▸ **Problem details**
Check every line of the entries below for "LocationDelta", and copy the lines that have it.

▸ **Supplied data**
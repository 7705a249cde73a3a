//! Trip telemetry data shapes
//!
//! Raw samples as delivered by the capture side, the segment that groups them
//! into one trip, and the compact delta-encoded form produced by the encoder.
//! Optional sensor fields stay optional end to end: a missing location is
//! `None`, never a `(0, 0)` placeholder.

use serde::de::{self, Deserializer};
use serde::{Deserialize, Serialize};

/// A position fix attached to a sample.
#[derive(Debug, Clone, PartialEq, Serialize, Deserialize)]
#[serde(rename_all = "camelCase")]
pub struct Location {
    /// Degrees, [-90, 90].
    pub latitude: f64,
    /// Degrees, [-180, 180].
    pub longitude: f64,
    /// Horizontal accuracy in meters.
    #[serde(default, skip_serializing_if = "Option::is_none")]
    pub accuracy: Option<f64>,
    /// Provider tag, e.g. "gps" or "network".
    #[serde(default, skip_serializing_if = "Option::is_none")]
    pub source: Option<String>,
}

impl Location {
    pub fn new(latitude: f64, longitude: f64) -> Self {
        Self {
            latitude,
            longitude,
            accuracy: None,
            source: None,
        }
    }

    /// A fix whose coordinates can take part in delta arithmetic.
    ///
    /// Non-finite coordinates would poison the base location and every delta
    /// taken against it, so they are treated as if no fix was recorded.
    pub fn is_usable(&self) -> bool {
        self.latitude.is_finite() && self.longitude.is_finite()
    }

    /// Planar distance in raw degree space (no great-circle correction).
    pub fn planar_distance(&self, other: &Location) -> f64 {
        let dlat = self.latitude - other.latitude;
        let dlon = self.longitude - other.longitude;
        (dlat * dlat + dlon * dlon).sqrt()
    }
}

/// Three-axis accelerometer reading. The unit is whatever the capture device
/// reports and is carried through untouched.
#[derive(Debug, Clone, Copy, PartialEq, Serialize, Deserialize)]
pub struct Acceleration {
    pub x: f64,
    pub y: f64,
    pub z: f64,
}

impl Acceleration {
    pub fn magnitude(&self) -> f64 {
        (self.x * self.x + self.y * self.y + self.z * self.z).sqrt()
    }
}

/// Device orientation rates in degrees.
#[derive(Debug, Clone, Copy, PartialEq, Serialize, Deserialize)]
pub struct Rotation {
    pub alpha: f64,
    pub beta: f64,
    pub gamma: f64,
}

#[derive(Debug, Clone, PartialEq, Default, Serialize, Deserialize)]
#[serde(rename_all = "camelCase")]
pub struct SensorData {
    #[serde(default, skip_serializing_if = "Option::is_none")]
    pub acceleration: Option<Acceleration>,
    #[serde(default, skip_serializing_if = "Option::is_none")]
    pub rotation: Option<Rotation>,
}

/// One inertial/location observation.
#[derive(Debug, Clone, PartialEq, Serialize, Deserialize)]
#[serde(rename_all = "camelCase")]
pub struct RawSample {
    /// Milliseconds since an arbitrary epoch.
    pub timestamp: i64,
    pub is_moving: bool,
    /// Motion classification confidence, [0, 1].
    pub confidence: f64,
    #[serde(default, skip_serializing_if = "Option::is_none")]
    pub location: Option<Location>,
    #[serde(default, skip_serializing_if = "Option::is_none")]
    pub sensor_data: Option<SensorData>,
}

impl RawSample {
    pub fn new(timestamp: i64, is_moving: bool, confidence: f64) -> Self {
        Self {
            timestamp,
            is_moving,
            confidence,
            location: None,
            sensor_data: None,
        }
    }

    pub fn with_location(mut self, location: Location) -> Self {
        self.location = Some(location);
        self
    }

    pub fn with_sensor_data(mut self, sensor_data: SensorData) -> Self {
        self.sensor_data = Some(sensor_data);
        self
    }

    /// The location, if present and usable for delta arithmetic.
    pub fn usable_location(&self) -> Option<&Location> {
        self.location.as_ref().filter(|loc| loc.is_usable())
    }

    /// Acceleration magnitude, if an acceleration reading is present.
    pub fn acceleration_magnitude(&self) -> Option<f64> {
        self.sensor_data
            .as_ref()
            .and_then(|data| data.acceleration)
            .map(|accel| accel.magnitude())
    }
}

/// One logical trip's ordered set of raw telemetry samples.
#[derive(Debug, Clone, PartialEq, Serialize, Deserialize)]
#[serde(rename_all = "camelCase")]
pub struct Segment {
    pub id: String,
    pub vehicle_id: String,
    pub user_id: String,
    pub start_time: i64,
    pub end_time: i64,
    /// Insertion order; not trusted to be sorted.
    pub points: Vec<RawSample>,
    #[serde(default)]
    pub synced: bool,
}

/// Reference coordinate that location deltas are taken against.
#[derive(Debug, Clone, Copy, PartialEq, Default, Serialize, Deserialize)]
pub struct BaseLocation {
    pub latitude: f64,
    pub longitude: f64,
}

/// Location delta against [`BaseLocation`].
#[derive(Debug, Clone, PartialEq, Serialize, Deserialize)]
pub struct LocationDelta {
    pub lat: f64,
    pub lng: f64,
    #[serde(default, skip_serializing_if = "Option::is_none")]
    pub acc: Option<f64>,
    #[serde(default, skip_serializing_if = "Option::is_none")]
    pub src: Option<String>,
}

#[derive(Debug, Clone, Copy, PartialEq, Serialize, Deserialize)]
pub struct CompactRotation {
    pub a: f64,
    pub b: f64,
    pub g: f64,
}

#[derive(Debug, Clone, PartialEq, Default, Serialize, Deserialize)]
pub struct CompactSensorData {
    #[serde(default, skip_serializing_if = "Option::is_none")]
    pub a: Option<Acceleration>,
    #[serde(default, skip_serializing_if = "Option::is_none")]
    pub r: Option<CompactRotation>,
}

/// A delta/precision-reduced sample record.
#[derive(Debug, Clone, PartialEq, Serialize, Deserialize)]
pub struct CompressedPoint {
    /// Milliseconds since the segment's base timestamp.
    pub t: i64,
    /// 1 when moving, 0 otherwise.
    pub m: u8,
    /// Confidence at 2 decimals.
    pub c: f64,
    #[serde(default, skip_serializing_if = "Option::is_none")]
    pub l: Option<LocationDelta>,
    #[serde(default, skip_serializing_if = "Option::is_none")]
    pub s: Option<CompactSensorData>,
}

#[derive(Debug, Clone, PartialEq, Serialize, Deserialize)]
#[serde(rename_all = "camelCase")]
pub struct CompressedSegment {
    pub id: String,
    pub vehicle_id: String,
    pub user_id: String,
    pub start_time: i64,
    pub end_time: i64,
    #[serde(default)]
    pub synced: bool,
    pub base_timestamp: i64,
    pub base_location: BaseLocation,
    pub compressed_points: Vec<CompressedPoint>,
    pub compression_ratio: f64,
    pub original_point_count: usize,
}

/// Output of the encoder.
///
/// An empty segment is not compressed at all and travels as-is. Serialization
/// is untagged, so readers tell the two shapes apart by the presence of
/// `compressedPoints`.
#[derive(Debug, Clone, PartialEq, Serialize)]
#[serde(untagged)]
pub enum EncodedSegment {
    Compressed(CompressedSegment),
    Passthrough(Segment),
}

impl<'de> Deserialize<'de> for EncodedSegment {
    fn deserialize<D: Deserializer<'de>>(deserializer: D) -> Result<Self, D::Error> {
        let value = serde_json::Value::deserialize(deserializer)?;
        // Pick the shape up front so field errors are reported for that shape
        if value.get("compressedPoints").is_some() {
            CompressedSegment::deserialize(value)
                .map(EncodedSegment::Compressed)
                .map_err(|e| de::Error::custom(format!("invalid compressed segment: {}", e)))
        } else {
            Segment::deserialize(value)
                .map(EncodedSegment::Passthrough)
                .map_err(|e| de::Error::custom(format!("invalid segment: {}", e)))
        }
    }
}

impl EncodedSegment {
    pub fn is_compressed(&self) -> bool {
        matches!(self, EncodedSegment::Compressed(_))
    }

    pub fn as_compressed(&self) -> Option<&CompressedSegment> {
        match self {
            EncodedSegment::Compressed(compressed) => Some(compressed),
            EncodedSegment::Passthrough(_) => None,
        }
    }

    pub fn id(&self) -> &str {
        match self {
            EncodedSegment::Compressed(compressed) => &compressed.id,
            EncodedSegment::Passthrough(segment) => &segment.id,
        }
    }

    /// Number of sample records carried.
    pub fn point_count(&self) -> usize {
        match self {
            EncodedSegment::Compressed(compressed) => compressed.compressed_points.len(),
            EncodedSegment::Passthrough(segment) => segment.points.len(),
        }
    }
}

impl From<CompressedSegment> for EncodedSegment {
    fn from(compressed: CompressedSegment) -> Self {
        EncodedSegment::Compressed(compressed)
    }
}

#[cfg(test)]
mod tests {
    use super::*;

    #[test]
    fn test_missing_optionals_are_omitted() {
        let sample = RawSample::new(1_000, true, 0.9);
        let json = serde_json::to_string(&sample).unwrap();
        assert_eq!(json, r#"{"timestamp":1000,"isMoving":true,"confidence":0.9}"#);
    }

    #[test]
    fn test_sample_parses_without_optionals() {
        let json = r#"{"timestamp":5,"isMoving":false,"confidence":0.5}"#;
        let sample: RawSample = serde_json::from_str(json).unwrap();
        assert!(sample.location.is_none());
        assert!(sample.sensor_data.is_none());
        assert!(!sample.is_moving);
    }

    #[test]
    fn test_non_finite_location_is_unusable() {
        let sample = RawSample::new(0, false, 1.0).with_location(Location::new(f64::NAN, 10.0));
        assert!(sample.location.is_some());
        assert!(sample.usable_location().is_none());
    }

    #[test]
    fn test_acceleration_magnitude() {
        let data = SensorData {
            acceleration: Some(Acceleration { x: 3.0, y: 4.0, z: 0.0 }),
            rotation: None,
        };
        let sample = RawSample::new(0, true, 1.0).with_sensor_data(data);
        assert_eq!(sample.acceleration_magnitude(), Some(5.0));
        assert_eq!(RawSample::new(0, true, 1.0).acceleration_magnitude(), None);
    }

    #[test]
    fn test_untagged_shapes_are_distinguished() {
        let passthrough = r#"{"id":"s","vehicleId":"v","userId":"u","startTime":0,"endTime":0,"points":[],"synced":false}"#;
        let encoded: EncodedSegment = serde_json::from_str(passthrough).unwrap();
        assert!(!encoded.is_compressed());

        let compressed = r#"{"id":"s","vehicleId":"v","userId":"u","startTime":0,"endTime":0,"synced":true,
            "baseTimestamp":10,"baseLocation":{"latitude":1.0,"longitude":2.0},
            "compressedPoints":[{"t":0,"m":1,"c":0.5}],"compressionRatio":1.0,"originalPointCount":1}"#;
        let encoded: EncodedSegment = serde_json::from_str(compressed).unwrap();
        assert!(encoded.is_compressed());
        assert_eq!(encoded.point_count(), 1);
        assert_eq!(encoded.id(), "s");
    }

    #[test]
    fn test_malformed_compressed_payload_reports_field() {
        let json = r#"{"id":"s","vehicleId":"v","userId":"u","startTime":0,"endTime":0,
            "baseTimestamp":10,"baseLocation":{"latitude":1.0,"longitude":2.0},
            "compressedPoints":[{"m":1,"c":0.5}],"compressionRatio":1.0,"originalPointCount":1}"#;
        let err = serde_json::from_str::<EncodedSegment>(json).unwrap_err().to_string();
        assert!(err.contains("invalid compressed segment"), "{}", err);
        assert!(err.contains("missing field `t`"), "{}", err);
    }

    #[test]
    fn test_malformed_passthrough_reports_field() {
        let json = r#"{"id":"s","vehicleId":"v","userId":"u","startTime":0,"endTime":0}"#;
        let err = serde_json::from_str::<EncodedSegment>(json).unwrap_err().to_string();
        assert!(err.contains("missing field `points`"), "{}", err);
    }
}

▸ **Task answer**
pub struct LocationDelta {
    pub l: Option<LocationDelta>,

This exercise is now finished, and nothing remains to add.